What Does the Bot Say? Opportunities and Risks of Large Language Models in Social Media Bot Detection

Shangbin Feng, Herun Wan, Ningnan Wang, Zhaoxuan Tan, Minnan Luo, Yulia Tsvetkov


Abstract
Social media bot detection has always been an arms race between advancements in machine learning bot detectors and adversarial bot strategies to evade detection. In this work, we bring the arms race to the next level by investigating the opportunities and risks of state-of-the-art large language models (LLMs) in social bot detection.

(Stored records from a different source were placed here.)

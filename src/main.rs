//! Data Treasure entry point
//!
//! Handles platform-specific initialization and wires input to the game.

#[cfg(target_arch = "wasm32")]
use wasm_bindgen::prelude::*;

#[cfg(target_arch = "wasm32")]
mod wasm_game {
    use std::cell::RefCell;
    use std::rc::{Rc, Weak};

    use glam::Vec2;
    use rand::SeedableRng;
    use rand_pcg::Pcg32;
    use wasm_bindgen::prelude::*;
    use web_sys::{HtmlElement, MouseEvent, TouchEvent};

    use data_treasure::platform::browser::Dispatch;
    use data_treasure::platform::{BrowserScheduler, DomSurface};
    use data_treasure::{Game, Settings, Wake};

    type WebGame = Game<Pcg32, BrowserScheduler, DomSurface>;

    pub fn run() -> Result<(), JsValue> {
        console_error_panic_hook::set_once();
        if let Err(e) = console_log::init_with_level(log::Level::Info) {
            web_sys::console::warn_1(&format!("Logger already set: {}", e).into());
        }

        log::info!("Data Treasure starting...");

        let window = web_sys::window().ok_or_else(|| JsValue::from_str("no window"))?;
        let document = window
            .document()
            .ok_or_else(|| JsValue::from_str("no document"))?;

        let surface = DomSurface::new(document)?;
        let settings = Settings::load(surface.canvas());
        let seed = settings
            .seed
            .unwrap_or_else(|| js_sys::Date::now() as u64);
        let canvas = surface.canvas().clone();
        let character = surface.character().clone();

        let game = Rc::new_cyclic(|weak: &Weak<RefCell<WebGame>>| {
            let weak = weak.clone();
            let dispatch: Dispatch = Rc::new(move |wake: Wake| {
                let Some(game) = weak.upgrade() else {
                    return;
                };
                match game.try_borrow_mut() {
                    Ok(mut g) => g.wake(wake),
                    Err(_) => log::warn!("Dropped {:?} wake, game busy", wake),
                }
            });
            RefCell::new(Game::new(
                settings,
                Pcg32::seed_from_u64(seed),
                BrowserScheduler::new(window.clone(), dispatch),
                surface,
            ))
        });

        log::info!("Game initialized with seed: {}", seed);

        setup_input_handlers(&canvas, &character, game.clone());
        game.borrow_mut().boot();

        log::info!("Data Treasure running!");
        Ok(())
    }

    /// Client coordinates to play-surface coordinates
    fn to_surface(canvas: &HtmlElement, client_x: i32, client_y: i32) -> Vec2 {
        let rect = canvas.get_bounding_client_rect();
        Vec2::new(
            client_x as f32 - rect.left() as f32,
            client_y as f32 - rect.top() as f32,
        )
    }

    fn setup_input_handlers(
        canvas: &HtmlElement,
        character: &HtmlElement,
        game: Rc<RefCell<WebGame>>,
    ) {
        // Mouse move
        {
            let game = game.clone();
            let canvas_clone = canvas.clone();
            let closure = Closure::<dyn FnMut(_)>::new(move |event: MouseEvent| {
                let pos = to_surface(&canvas_clone, event.client_x(), event.client_y());
                game.borrow_mut().pointer_moved(pos);
            });
            let _ = canvas
                .add_event_listener_with_callback("mousemove", closure.as_ref().unchecked_ref());
            closure.forget();
        }

        // Touch move
        {
            let game = game.clone();
            let canvas_clone = canvas.clone();
            let closure = Closure::<dyn FnMut(_)>::new(move |event: TouchEvent| {
                event.prevent_default();
                if let Some(touch) = event.touches().get(0) {
                    let pos = to_surface(&canvas_clone, touch.client_x(), touch.client_y());
                    game.borrow_mut().pointer_moved(pos);
                }
            });
            let _ = canvas
                .add_event_listener_with_callback("touchmove", closure.as_ref().unchecked_ref());
            closure.forget();
        }

        // Click on the play surface - start when idle
        {
            let game = game.clone();
            let closure = Closure::<dyn FnMut(_)>::new(move |_event: MouseEvent| {
                game.borrow_mut().surface_clicked();
            });
            let _ = canvas
                .add_event_listener_with_callback("click", closure.as_ref().unchecked_ref());
            closure.forget();
        }

        // Click on the actor - chatter only, must not reach the play surface
        {
            let closure = Closure::<dyn FnMut(_)>::new(move |event: MouseEvent| {
                event.stop_propagation();
                game.borrow_mut().actor_clicked();
            });
            let _ = character
                .add_event_listener_with_callback("click", closure.as_ref().unchecked_ref());
            closure.forget();
        }
    }
}

#[cfg(target_arch = "wasm32")]
#[wasm_bindgen(start)]
pub fn wasm_main() {
    if let Err(e) = wasm_game::run() {
        log::error!("Data Treasure failed to start: {:?}", e);
    }
}

#[cfg(not(target_arch = "wasm32"))]
fn main() {
    env_logger::init();
    log::info!("Data Treasure (native) starting...");
    log::info!("Native mode runs one headless round - run with `trunk serve` for the web version");

    let path = std::env::args().nth(1).map(std::path::PathBuf::from);
    let settings = data_treasure::Settings::load(path.as_deref());
    demo::run_round(settings);
}

#[cfg(target_arch = "wasm32")]
fn main() {
    // WASM entry point is wasm_main, this is just to satisfy the compiler
}

#[cfg(not(target_arch = "wasm32"))]
mod demo {
    use glam::Vec2;
    use rand::SeedableRng;
    use rand_pcg::Pcg32;

    use data_treasure::platform::HeadlessSurface;
    use data_treasure::sim::{Collectible, Session};
    use data_treasure::{Game, Settings, VirtualScheduler};

    /// Pointer update interval for the autopilot
    const STEP_MS: u64 = 250;

    /// Centre of the collectible nearest the actor
    fn nearest_target(session: &Session, size: f32) -> Option<Vec2> {
        let center = |c: &Collectible| c.pos + Vec2::splat(size / 2.0);
        session
            .collectibles
            .iter()
            .map(center)
            .min_by(|a, b| {
                a.distance_squared(session.actor)
                    .partial_cmp(&b.distance_squared(session.actor))
                    .unwrap_or(std::cmp::Ordering::Equal)
            })
    }

    /// Play one round with an autopilot chasing the nearest treasure
    pub fn run_round(settings: Settings) {
        let seed = settings.seed.unwrap_or(0x5EED);
        let size = settings.collectible_size;
        let mut game = Game::new(
            settings,
            Pcg32::seed_from_u64(seed),
            VirtualScheduler::new(),
            HeadlessSurface::new(Vec2::new(500.0, 500.0)),
        );

        game.boot();
        while !game.session().is_playing() {
            game.advance(STEP_MS);
        }

        while game.session().is_playing() {
            if let Some(target) = nearest_target(game.session(), size) {
                game.pointer_moved(target);
            }
            game.advance(STEP_MS);
        }

        let surface = game.surface();
        log::info!(
            "Round over at {}ms: score {}, {} treasures placed, {} collected or cleared",
            game.now_ms(),
            game.session().score,
            surface.placed(),
            surface.removed()
        );
        println!("Final score: {}", game.session().score);
    }
}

To investigate the opportunities, we design novel LLM-based bot detectors by proposing a mixture-of-heterogeneous-experts framework to divide and conquer diverse user information modalities. To illuminate the risks, we explore the possibility of LLM-guided manipulation of user textual and structured information to evade detection. Extensive experiments with three LLMs on two datasets demonstrate that instruction tuning on merely 1,000 annotated examples produces specialized LLMs that outperform state-of-the-art baselines by up to 9.1% on both datasets, while LLM-guided manipulation strategies could significantly bring down the performance of existing bot detectors by up to 29.6% and harm the calibration and reliability of bot detection systems.
Anthology ID:
2024.acl-long.196
Volume:
Proceedings of the 62nd Annual Meeting of the Association for Computational Linguistics (Volume 1: Long Papers)
Month:
August
Year:
2024
Address:
Bangkok, Thailand
Editors:
Lun-Wei Ku, Andre Martins, Vivek Srikumar
Venue:
ACL
SIG:
Publisher:
Association for Computational Linguistics
Note:
Pages:
3580–3601
Language:
URL:
https://aclanthology.org/2024.acl-long.196
DOI:
10.18653/v1/2024.acl-long.196
Bibkey:
Cite (ACL):
Shangbin Feng, Herun Wan, Ningnan Wang, Zhaoxuan Tan, Minnan Luo, and Yulia Tsvetkov. 2024. What Does the Bot Say? Opportunities and Risks of Large Language Models in Social Media Bot Detection. In Proceedings of the 62nd Annual Meeting of the Association for Computational Linguistics (Volume 1: Long Papers), pages 3580–3601, Bangkok, Thailand. Association for Computational Linguistics.
Cite (Informal):
What Does the Bot Say? Opportunities and Risks of Large Language Models in Social Media Bot Detection (Feng et al., ACL 2024)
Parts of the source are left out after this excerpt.